**WHAT TO PRODUCE**
Exactly as they appear, set down all the lines of the material.
((
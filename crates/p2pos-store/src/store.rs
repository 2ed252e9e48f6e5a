//! [`PeerDb`] implementation with Fjall (disk) and in-memory backends.

use std::collections::BTreeMap;
use std::path::Path;
use std::sync::RwLock;

use chrono::{DateTime, Utc};
use fjall::{Database, Keyspace, KeyspaceCreateOptions};
use p2pos_types::{PeerId, PeerRow, Reachability};
use tracing::debug;

use crate::StoreError;

type Result<T> = std::result::Result<T, StoreError>;

/// Inner backend: either Fjall-backed (disk) or pure in-memory.
enum Backend {
    Fjall {
        #[allow(dead_code)]
        db: Database,
        peers: Keyspace,
    },
    Memory(RwLock<BTreeMap<[u8; 32], Vec<u8>>>),
}

/// The observed-peer store.
///
/// Rows are created lazily on first observation, mutated by presence
/// events, and pruned only when the authoritative member set shrinks.
/// The local self row is seeded at startup and never overwritten by
/// remote observations.
pub struct PeerDb {
    backend: Backend,
}

impl PeerDb {
    /// Open a persistent store at the given path.
    pub fn open(path: impl AsRef<Path>) -> Result<Self> {
        let db = Database::builder(path).open()?;
        let peers = db.keyspace("peers", KeyspaceCreateOptions::default)?;
        Ok(Self {
            backend: Backend::Fjall { db, peers },
        })
    }

    /// Open a temporary disk-backed store (cleaned up on drop).
    pub fn open_temporary() -> Result<Self> {
        let tmp = tempfile::tempdir().map_err(std::io::Error::other)?;
        let db = Database::builder(tmp.path()).temporary(true).open()?;
        let peers = db.keyspace("peers", KeyspaceCreateOptions::default)?;
        Ok(Self {
            backend: Backend::Fjall { db, peers },
        })
    }

    /// Create a pure in-memory store. Zero disk I/O.
    pub fn in_memory() -> Self {
        Self {
            backend: Backend::Memory(RwLock::new(BTreeMap::new())),
        }
    }

    fn read_row(&self, peer: &PeerId) -> Result<Option<PeerRow>> {
        match &self.backend {
            Backend::Fjall { peers, .. } => match peers.get(peer.as_bytes())? {
                Some(bytes) => Ok(Some(postcard::from_bytes(&bytes)?)),
                None => Ok(None),
            },
            Backend::Memory(map) => match map.read().unwrap().get(peer.as_bytes()) {
                Some(bytes) => Ok(Some(postcard::from_bytes(bytes)?)),
                None => Ok(None),
            },
        }
    }

    fn write_row(&self, row: &PeerRow) -> Result<()> {
        let value = postcard::to_allocvec(row)?;
        match &self.backend {
            Backend::Fjall { peers, .. } => {
                peers.insert(row.peer_id.as_bytes(), value.as_slice())?;
            }
            Backend::Memory(map) => {
                map.write().unwrap().insert(*row.peer_id.as_bytes(), value);
            }
        }
        Ok(())
    }

    fn delete_row(&self, peer: &PeerId) -> Result<()> {
        match &self.backend {
            Backend::Fjall { peers, .. } => {
                peers.remove(peer.as_bytes())?;
            }
            Backend::Memory(map) => {
                map.write().unwrap().remove(peer.as_bytes());
            }
        }
        Ok(())
    }

    /// Fetch a single row.
    pub fn get(&self, peer: &PeerId) -> Result<Option<PeerRow>> {
        self.read_row(peer)
    }

    /// All rows, sorted by peer id.
    pub fn list(&self) -> Result<Vec<PeerRow>> {
        let mut rows = Vec::new();
        match &self.backend {
            Backend::Fjall { peers, .. } => {
                for guard in peers.iter() {
                    let value = guard.value()?;
                    rows.push(postcard::from_bytes(&value)?);
                }
            }
            Backend::Memory(map) => {
                for value in map.read().unwrap().values() {
                    rows.push(postcard::from_bytes(value)?);
                }
            }
        }
        rows.sort_by_key(|row: &PeerRow| row.peer_id);
        Ok(rows)
    }

    /// Seed the local node's own row with `reachability = self`.
    pub fn seed_self(&self, local: PeerId, now: DateTime<Utc>) -> Result<()> {
        self.write_row(&PeerRow {
            peer_id: local,
            last_remote_addr: String::new(),
            last_seen_at: now,
            reachability: Reachability::SelfNode,
            observed_by: None,
        })
    }

    /// Enforce `rows == member set`: prune rows outside the set, insert
    /// missing members as offline. Existing rows for members are kept
    /// as-is.
    pub fn sync_members(&self, members: &[PeerId], now: DateTime<Utc>) -> Result<()> {
        let member_set: std::collections::BTreeSet<PeerId> = members.iter().copied().collect();

        for row in self.list()? {
            if !member_set.contains(&row.peer_id) {
                self.delete_row(&row.peer_id)?;
                debug!(peer = %row.peer_id.fmt_short(), "pruned non-member row");
            }
        }

        for member in &member_set {
            if self.read_row(member)?.is_none() {
                self.write_row(&PeerRow {
                    peer_id: *member,
                    last_remote_addr: String::new(),
                    last_seen_at: now,
                    reachability: Reachability::Offline,
                    observed_by: None,
                })?;
            }
        }
        Ok(())
    }

    /// Record a direct observation (connect or heartbeat): the peer is
    /// online as of `now`. An empty `remote_addr` keeps the previous one.
    /// Self rows are left untouched.
    pub fn upsert_seen(
        &self,
        peer: PeerId,
        remote_addr: &str,
        observed_by: PeerId,
        now: DateTime<Utc>,
    ) -> Result<()> {
        let mut row = match self.read_row(&peer)? {
            Some(existing) if existing.reachability == Reachability::SelfNode => return Ok(()),
            Some(existing) => existing,
            None => PeerRow {
                peer_id: peer,
                last_remote_addr: String::new(),
                last_seen_at: now,
                reachability: Reachability::Offline,
                observed_by: None,
            },
        };

        if !remote_addr.is_empty() {
            row.last_remote_addr = remote_addr.to_string();
        }
        row.last_seen_at = now;
        row.reachability = Reachability::Online;
        row.observed_by = Some(observed_by);
        self.write_row(&row)
    }

    /// Flip an existing row to offline, preserving `last_remote_addr`.
    /// Missing and self rows are left untouched.
    pub fn mark_offline(
        &self,
        peer: PeerId,
        observed_by: PeerId,
        now: DateTime<Utc>,
    ) -> Result<()> {
        let Some(mut row) = self.read_row(&peer)? else {
            return Ok(());
        };
        if row.reachability == Reachability::SelfNode {
            return Ok(());
        }
        row.reachability = Reachability::Offline;
        row.last_seen_at = now;
        row.observed_by = Some(observed_by);
        self.write_row(&row)
    }

    /// Merge a remotely observed row, last-writer-wins on the observation
    /// timestamp.
    ///
    /// Only existing rows are updated (the member sync decides which rows
    /// exist). Self rows are never downgraded, a remote claim of `self`
    /// is normalized to `online`, and a fresh local `online` view is not
    /// overwritten by a remote observation.
    pub fn merge_observed(
        &self,
        incoming: &PeerRow,
        observed_at: DateTime<Utc>,
    ) -> Result<()> {
        let Some(mut existing) = self.read_row(&incoming.peer_id)? else {
            return Ok(());
        };
        if existing.reachability == Reachability::SelfNode {
            return Ok(());
        }

        let mut changed = false;
        if existing.last_remote_addr.is_empty() && !incoming.last_remote_addr.is_empty() {
            existing.last_remote_addr = incoming.last_remote_addr.clone();
            changed = true;
        }

        if observed_at > existing.last_seen_at {
            existing.last_seen_at = incoming.last_seen_at;
            existing.observed_by = incoming.observed_by;
            if existing.reachability != Reachability::Online {
                existing.reachability = match incoming.reachability {
                    Reachability::SelfNode => Reachability::Online,
                    other => other,
                };
            }
            if !incoming.last_remote_addr.is_empty() {
                existing.last_remote_addr = incoming.last_remote_addr.clone();
            }
            changed = true;
        }

        if changed {
            self.write_row(&existing)?;
        }
        Ok(())
    }
}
))
**EXERCISE SOLUTION**
filename crates/p2pos-store/src/store.rs
repository 2ed252e9e48f6e5a
//! [`PeerDb`] implementation with Fjall (disk) and in-memory backends.

use std::collections::BTreeMap;
use std::path::Path;
use std::sync::RwLock;

use chrono::{DateTime, Utc};
use fjall::{Database, Keyspace, KeyspaceCreateOptions};
use p2pos_types::{PeerId, PeerRow, Reachability};
use tracing::debug;

use crate::StoreError;

type Result<T> = std::result::Result<T, StoreError>;

/// Inner backend: either Fjall-backed (disk) or pure in-memory.
enum Backend {
    Fjall {
        #[allow(dead_code)]
        db: Database,
        peers: Keyspace,
    },
    Memory(RwLock<BTreeMap<[u8; 32], Vec<u8>>>),
}

/// The observed-peer store.
///
/// Rows are created lazily on first observation, mutated by presence
/// events, and pruned only when the authoritative member set shrinks.
/// The local self row is seeded at startup and never overwritten by
/// remote observations.
pub struct PeerDb {
    backend: Backend,
}

impl PeerDb {
    /// Open a persistent store at the given path.
    pub fn open(path: impl AsRef<Path>) -> Result<Self> {
        let db = Database::builder(path).open()?;
        let peers = db.keyspace("peers", KeyspaceCreateOptions::default)?;
        Ok(Self {
            backend: Backend::Fjall { db, peers },
        })
    }

    /// Open a temporary disk-backed store (cleaned up on drop).
    pub fn open_temporary() -> Result<Self> {
        let tmp = tempfile::tempdir().map_err(std::io::Error::other)?;
        let db = Database::builder(tmp.path()).temporary(true).open()?;
        let peers = db.keyspace("peers", KeyspaceCreateOptions::default)?;
        Ok(Self {
            backend: Backend::Fjall { db, peers },
        })
    }

    /// Create a pure in-memory store. Zero disk I/O.
    pub fn in_memory() -> Self {
        Self {
            backend: Backend::Memory(RwLock::new(BTreeMap::new())),
        }
    }

    fn read_row(&self, peer: &PeerId) -> Result<Option<PeerRow>> {
        match &self.backend {
            Backend::Fjall { peers, .. } => match peers.get(peer.as_bytes())? {
                Some(bytes) => Ok(Some(postcard::from_bytes(&bytes)?)),
                None => Ok(None),
            },
            Backend::Memory(map) => match map.read().unwrap().get(peer.as_bytes()) {
                Some(bytes) => Ok(Some(postcard::from_bytes(bytes)?)),
                None => Ok(None),
            },
        }
    }

    fn write_row(&self, row: &PeerRow) -> Result<()> {
        let value = postcard::to_allocvec(row)?;
        match &self.backend {
            Backend::Fjall { peers, .. } => {
                peers.insert(row.peer_id.as_bytes(), value.as_slice())?;
            }
            Backend::Memory(map) => {
                map.write().unwrap().insert(*row.peer_id.as_bytes(), value);
            }
        }
        Ok(())
    }

    fn delete_row(&self, peer: &PeerId) -> Result<()> {
        match &self.backend {
            Backend::Fjall { peers, .. } => {
                peers.remove(peer.as_bytes())?;
            }
            Backend::Memory(map) => {
                map.write().unwrap().remove(peer.as_bytes());
            }
        }
        Ok(())
    }

    /// Fetch a single row.
    pub fn get(&self, peer: &PeerId) -> Result<Option<PeerRow>> {
        self.read_row(peer)
    }

    /// All rows, sorted by peer id.
    pub fn list(&self) -> Result<Vec<PeerRow>> {
        let mut rows = Vec::new();
        match &self.backend {
            Backend::Fjall { peers, .. } => {
                for guard in peers.iter() {
                    let value = guard.value()?;
                    rows.push(postcard::from_bytes(&value)?);
                }
            }
            Backend::Memory(map) => {
                for value in map.read().unwrap().values() {
                    rows.push(postcard::from_bytes(value)?);
                }
            }
        }
        rows.sort_by_key(|row: &PeerRow| row.peer_id);
        Ok(rows)
    }

    /// Seed the local node's own row with `reachability = self`.
    pub fn seed_self(&self, local: PeerId, now: DateTime<Utc>) -> Result<()> {
        self.write_row(&PeerRow {
            peer_id: local,
            last_remote_addr: String::new(),
            last_seen_at: now,
            reachability: Reachability::SelfNode,
            observed_by: None,
        })
    }

    /// Enforce `rows == member set`: prune rows outside the set, insert
    /// missing members as offline. Existing rows for members are kept
    /// as-is.
    pub fn sync_members(&self, members: &[PeerId], now: DateTime<Utc>) -> Result<()> {
        let member_set: std::collections::BTreeSet<PeerId> = members.iter().copied().collect();

        for row in self.list()? {
            if !member_set.contains(&row.peer_id) {
                self.delete_row(&row.peer_id)?;
                debug!(peer = %row.peer_id.fmt_short(), "pruned non-member row");
            }
        }

        for member in &member_set {
            if self.read_row(member)?.is_none() {
                self.write_row(&PeerRow {
                    peer_id: *member,
                    last_remote_addr: String::new(),
                    last_seen_at: now,
                    reachability: Reachability::Offline,
                    observed_by: None,
                })?;
            }
        }
        Ok(())
    }

    /// Record a direct observation (connect or heartbeat): the peer is
    /// online as of `now`. An empty `remote_addr` keeps the previous one.
    /// Self rows are left untouched.
    pub fn upsert_seen(
        &self,
        peer: PeerId,
        remote_addr: &str,
        observed_by: PeerId,
        now: DateTime<Utc>,
    ) -> Result<()> {
        let mut row = match self.read_row(&peer)? {
            Some(existing) if existing.reachability == Reachability::SelfNode => return Ok(()),
            Some(existing) => existing,
            None => PeerRow {
                peer_id: peer,
                last_remote_addr: String::new(),
                last_seen_at: now,
                reachability: Reachability::Offline,
                observed_by: None,
            },
        };

        if !remote_addr.is_empty() {
            row.last_remote_addr = remote_addr.to_string();
        }
        row.last_seen_at = now;
        row.reachability = Reachability::Online;
        row.observed_by = Some(observed_by);
        self.write_row(&row)
    }

    /// Flip an existing row to offline, preserving `last_remote_addr`.
    /// Missing and self rows are left untouched.
    pub fn mark_offline(
        &self,
        peer: PeerId,
        observed_by: PeerId,
        now: DateTime<Utc>,
    ) -> Result<()> {
        let Some(mut row) = self.read_row(&peer)? else {
            return Ok(());
        };
        if row.reachability == Reachability::SelfNode {
            return Ok(());
        }
        row.reachability = Reachability::Offline;
        row.last_seen_at = now;
        row.observed_by = Some(observed_by);
        self.write_row(&row)
    }

    /// Merge a remotely observed row, last-writer-wins on the observation
    /// timestamp.
    ///
    /// Only existing rows are updated (the member sync decides which rows
    /// exist). Self rows are never downgraded, a remote claim of `self`
    /// is normalized to `online`, and a fresh local `online` view is not
    /// overwritten by a remote observation.
    pub fn merge_observed(
        &self,
        incoming: &PeerRow,
        observed_at: DateTime<Utc>,
    ) -> Result<()> {
        let Some(mut existing) = self.read_row(&incoming.peer_id)? else {
            return Ok(());
        };
        if existing.reachability == Reachability::SelfNode {
            return Ok(());
        }

        let mut changed = false;
        if existing.last_remote_addr.is_empty() && !incoming.last_remote_addr.is_empty() {
            existing.last_remote_addr = incoming.last_remote_addr.clone();
            changed = true;
        }

        if observed_at > existing.last_seen_at {
            existing.last_seen_at = incoming.last_seen_at;
            existing.observed_by = incoming.observed_by;
            if existing.reachability != Reachability::Online {
                existing.reachability = match incoming.reachability {
                    Reachability::SelfNode => Reachability::Online,
                    other => other,
                };
            }
            if !incoming.last_remote_addr.is_empty() {
                existing.last_remote_addr = incoming.last_remote_addr.clone();
            }
            changed = true;
        }

        if changed {
            self.write_row(&existing)?;
        }
        Ok(())
    }
}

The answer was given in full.